The Scoble Experiment: Day 13 Report

September 30, 2008 by Drama 2.0  
Filed under Archive

The Scoble Experiment is proving to be quite fruitful. Less than two weeks in, despite the increasingly debilitating physical impacts, important findings are already being made.

The latest: confirmation of my hypothesis that Twitter users are stupid.

Yesterday’s bloody Monday in the financial markets was the talk of Twitter. And true to form, the twats demonstrated that they didn’t have a clue.

Here are some of the gems I managed to catch.

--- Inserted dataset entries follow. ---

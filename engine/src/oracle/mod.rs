//! Durable oracle request queue: compose -> execute -> parse -> extract ->
//! transform -> sign -> callback -> persist (spec.md §4.2).

use std::collections::HashMap;
use std::sync::Arc;
use std::time::Duration;

use async_trait::async_trait;
use dashmap::DashSet;
use service_core::amount::Amount;
use service_core::domain::{AuthMethod, OracleRequest, OracleRequestStatus, OracleSource, Signer, TransactionStatus, TransactionType};
use service_core::error::EngineError;
use service_core::ids::{OracleRequestId, OracleSourceId, TransactionId, UserAccountId};
use service_core::template;
use service_core::time::get_current_time_in_seconds;
use tokio::sync::Mutex;
use url::Url;

use crate::ledger::LedgerRepository;
use crate::net::{fetch_json, validate_outbound_url};
use crate::transaction::{CreateTransactionRequest, TransactionManager};

#[derive(Debug, Clone, Default)]
pub struct Statistics {
    pub pending: u64,
    pub processing: u64,
    pub completed: u64,
    pub failed: u64,
    pub callback_sent: u64,
}

#[async_trait]
pub trait OracleRequestRepository: Send + Sync {
    async fn insert(&self, request: OracleRequest) -> Result<(), EngineError>;
    async fn get(&self, id: OracleRequestId) -> Result<Option<OracleRequest>, EngineError>;
    async fn list(&self, source_id: Option<OracleSourceId>) -> Result<Vec<OracleRequest>, EngineError>;
    /// CAS on status `pending` -> `processing`.
    async fn claim_pending(&self) -> Result<Option<OracleRequest>, EngineError>;
    async fn update(&self, request: OracleRequest) -> Result<(), EngineError>;
    async fn statistics(&self) -> Result<Statistics, EngineError>;
    /// Looks up the request awaiting confirmation of `tx_id`'s callback
    /// delivery, so the transaction-manager hook can resolve it.
    async fn find_by_callback_tx(&self, tx_id: TransactionId) -> Result<Option<OracleRequest>, EngineError>;
}

pub struct InMemoryOracleRequestRepository {
    requests: Mutex<HashMap<OracleRequestId, OracleRequest>>,
}

impl InMemoryOracleRequestRepository {
    pub fn new() -> Arc<Self> {
        Arc::new(Self {
            requests: Mutex::new(HashMap::new()),
        })
    }
}

#[async_trait]
impl OracleRequestRepository for InMemoryOracleRequestRepository {
    async fn insert(&self, request: OracleRequest) -> Result<(), EngineError> {
        self.requests.lock().await.insert(request.id, request);
        Ok(())
    }

    async fn get(&self, id: OracleRequestId) -> Result<Option<OracleRequest>, EngineError> {
        Ok(self.requests.lock().await.get(&id).cloned())
    }

    async fn list(&self, source_id: Option<OracleSourceId>) -> Result<Vec<OracleRequest>, EngineError> {
        let requests = self.requests.lock().await;
        Ok(requests
            .values()
            .filter(|r| source_id.map(|s| r.source_id == Some(s)).unwrap_or(true))
            .cloned()
            .collect())
    }

    async fn claim_pending(&self) -> Result<Option<OracleRequest>, EngineError> {
        let mut requests = self.requests.lock().await;
        let id = requests
            .values()
            .filter(|r| r.status == OracleRequestStatus::Pending)
            .min_by_key(|r| r.created)
            .map(|r| r.id);
        let Some(id) = id else { return Ok(None) };
        let request = requests.get_mut(&id).expect("candidate id exists");
        request.status = OracleRequestStatus::Processing;
        request.updated = get_current_time_in_seconds();
        Ok(Some(request.clone()))
    }

    async fn update(&self, request: OracleRequest) -> Result<(), EngineError> {
        self.requests.lock().await.insert(request.id, request);
        Ok(())
    }

    async fn statistics(&self) -> Result<Statistics, EngineError> {
        let requests = self.requests.lock().await;
        let mut stats = Statistics::default();
        for request in requests.values() {
            match request.status {
                OracleRequestStatus::Pending => stats.pending += 1,
                OracleRequestStatus::Processing => stats.processing += 1,
                OracleRequestStatus::Completed => stats.completed += 1,
                OracleRequestStatus::Failed => stats.failed += 1,
                OracleRequestStatus::CallbackSent => stats.callback_sent += 1,
            }
        }
        Ok(stats)
    }

    async fn find_by_callback_tx(&self, tx_id: TransactionId) -> Result<Option<OracleRequest>, EngineError> {
        let requests = self.requests.lock().await;
        Ok(requests.values().find(|r| r.callback_tx_id == Some(tx_id)).cloned())
    }
}

pub struct CreateOracleRequestParams {
    pub owner: UserAccountId,
    pub gas_account: service_core::ids::GasAccountId,
    pub source: OracleSource,
    pub params: HashMap<String, String>,
    pub callback_address: Option<String>,
    pub callback_method: Option<String>,
    pub fee: Amount,
}

/// Applies an [`AuthMethod`] to a composed request (spec.md §4.2 step 1):
/// `api-key` goes to a header or query parameter (default header, default
/// name `api_key`); `basic` becomes a base64 `Authorization: Basic`
/// header; `bearer` (covering both `jwt` and `oauth` per spec.md §3)
/// becomes `Authorization: Bearer`; `custom` turns every param into a
/// header verbatim.
pub(crate) fn apply_auth(url: &str, headers: &mut HashMap<String, String>, auth: &AuthMethod) -> Result<String, EngineError> {
    match auth {
        AuthMethod::None => Ok(url.to_owned()),
        AuthMethod::ApiKey { location, name, value } => match location {
            service_core::domain::ApiKeyLocation::Header => {
                headers.insert(name.clone(), value.clone());
                Ok(url.to_owned())
            }
            service_core::domain::ApiKeyLocation::Query => {
                let mut parsed = Url::parse(url).map_err(|e| EngineError::Validation(format!("invalid URL `{url}`: {e}")))?;
                parsed.query_pairs_mut().append_pair(name, value);
                Ok(parsed.to_string())
            }
        },
        AuthMethod::Basic { username, password } => {
            let token = base64::Engine::encode(&base64::engine::general_purpose::STANDARD, format!("{username}:{password}"));
            headers.insert("Authorization".to_owned(), format!("Basic {token}"));
            Ok(url.to_owned())
        }
        AuthMethod::Bearer { token } => {
            headers.insert("Authorization".to_owned(), format!("Bearer {token}"));
            Ok(url.to_owned())
        }
        AuthMethod::Custom { headers: custom } => {
            for (k, v) in custom {
                headers.insert(k.clone(), v.clone());
            }
            Ok(url.to_owned())
        }
    }
}

/// Composes a concrete request from a source template: applies whitelisted
/// substitution to the URL/body/headers, applies auth, and validates the
/// resulting URL against SSRF protections before it is ever persisted
/// (spec.md §9 "Template rendering errors are caught before claim").
fn materialize(params: CreateOracleRequestParams) -> Result<OracleRequest, EngineError> {
    let rendered_url = template::render(&params.source.url_template, &params.params)?;
    Url::parse(&rendered_url).map_err(|e| EngineError::Validation(format!("invalid URL `{rendered_url}`: {e}")))?;

    let body = params
        .source
        .body_template
        .as_ref()
        .map(|b| template::render(b, &params.params))
        .transpose()?;

    let mut headers = HashMap::new();
    for (k, v) in &params.source.headers {
        headers.insert(k.clone(), template::render(v, &params.params)?);
    }
    let url = apply_auth(&rendered_url, &mut headers, &params.source.auth)?;

    let now = get_current_time_in_seconds();
    Ok(OracleRequest {
        id: OracleRequestId::new(),
        source_id: Some(params.source.id),
        owner: params.owner,
        gas_account: params.gas_account,
        status: OracleRequestStatus::Pending,
        concrete_url: url,
        concrete_headers: headers,
        concrete_body: body,
        extraction_path: params.source.extraction_path,
        transform: params.source.transform,
        callback_address: params.callback_address,
        callback_method: params.callback_method,
        fee_reserved: params.fee,
        result: None,
        raw_result: None,
        block_height_at_completion: None,
        error: None,
        callback_tx_id: None,
        claimed_by: None,
        claim_expires_at: None,
        created: now,
        updated: now,
        result_signature: None,
        pseudo_tx_hash: None,
    })
}

/// Rewrites bare `a.b.c` paths to `$.a.b.c`; `$…` forms pass through
/// unchanged (spec.md §4.2 step 4).
fn normalize_jsonpath(path: &str) -> String {
    if path.starts_with('$') {
        path.to_owned()
    } else {
        format!("$.{path}")
    }
}

/// Parses the HTTP body per spec.md §4.2 step 3: object as-is, array
/// wrapped as `{array: [...]}`, anything else wrapped as `{text: "..."}`.
pub(crate) fn parse_body(body: &str) -> serde_json::Value {
    match serde_json::from_str::<serde_json::Value>(body) {
        Ok(serde_json::Value::Object(map)) => serde_json::Value::Object(map),
        Ok(serde_json::Value::Array(arr)) => serde_json::json!({ "array": arr }),
        Ok(other) => serde_json::json!({ "text": other.to_string() }),
        Err(_) => serde_json::json!({ "text": body }),
    }
}

pub(crate) fn extract(parsed: &serde_json::Value, extraction_path: Option<&str>) -> Result<serde_json::Value, EngineError> {
    let Some(path) = extraction_path else {
        return Ok(parsed.clone());
    };
    let path = normalize_jsonpath(path);
    let mut selector = jsonpath_lib::selector(parsed);
    let found = selector(&path).map_err(|e| EngineError::Internal(format!("jsonpath error: {e}")))?;
    let value = found.first().map(|v| (*v).clone()).unwrap_or(serde_json::Value::Null);
    Ok(serde_json::json!({ "value": value }))
}

/// Numeric-coercion-only transform: the source's richer transforms were
/// never implemented upstream and the spec freezes that behaviour
/// (spec.md §9 "suspected source bugs" — deliberately not "fixed" here).
fn transform(mut value: serde_json::Value, transform_kind: Option<&str>) -> serde_json::Value {
    if transform_kind == Some("numeric") {
        if let Some(obj) = value.as_object_mut() {
            if let Some(v) = obj.get("value").and_then(|v| v.as_str()) {
                if let Ok(parsed) = v.parse::<f64>() {
                    obj.insert("value".to_owned(), serde_json::json!(parsed));
                }
            }
        }
    }
    value
}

Robert Scoble himself is concerned about the impact of the crisis on the working class:

@AndyG1128 you are misunderstanding. People with great credit, like me, won’t be able to buy things like cars. Who does that hurt? Workers!

Poor Robert. From the looks of it, he’s credit rich and cash poor. And even though he apparently doesn’t have the ability to buy a new car outright, I’m hoping he’ll digg deep and buy a few extra iPhones to help the workers at Apple. It’s the patriotic thing to do.

pcnerd37 is looking to go bargain hunting:

Im thinking of buying some stocks now that they are really cheap. Anybody with a recommendation for an online broker? etrade? Scottrade?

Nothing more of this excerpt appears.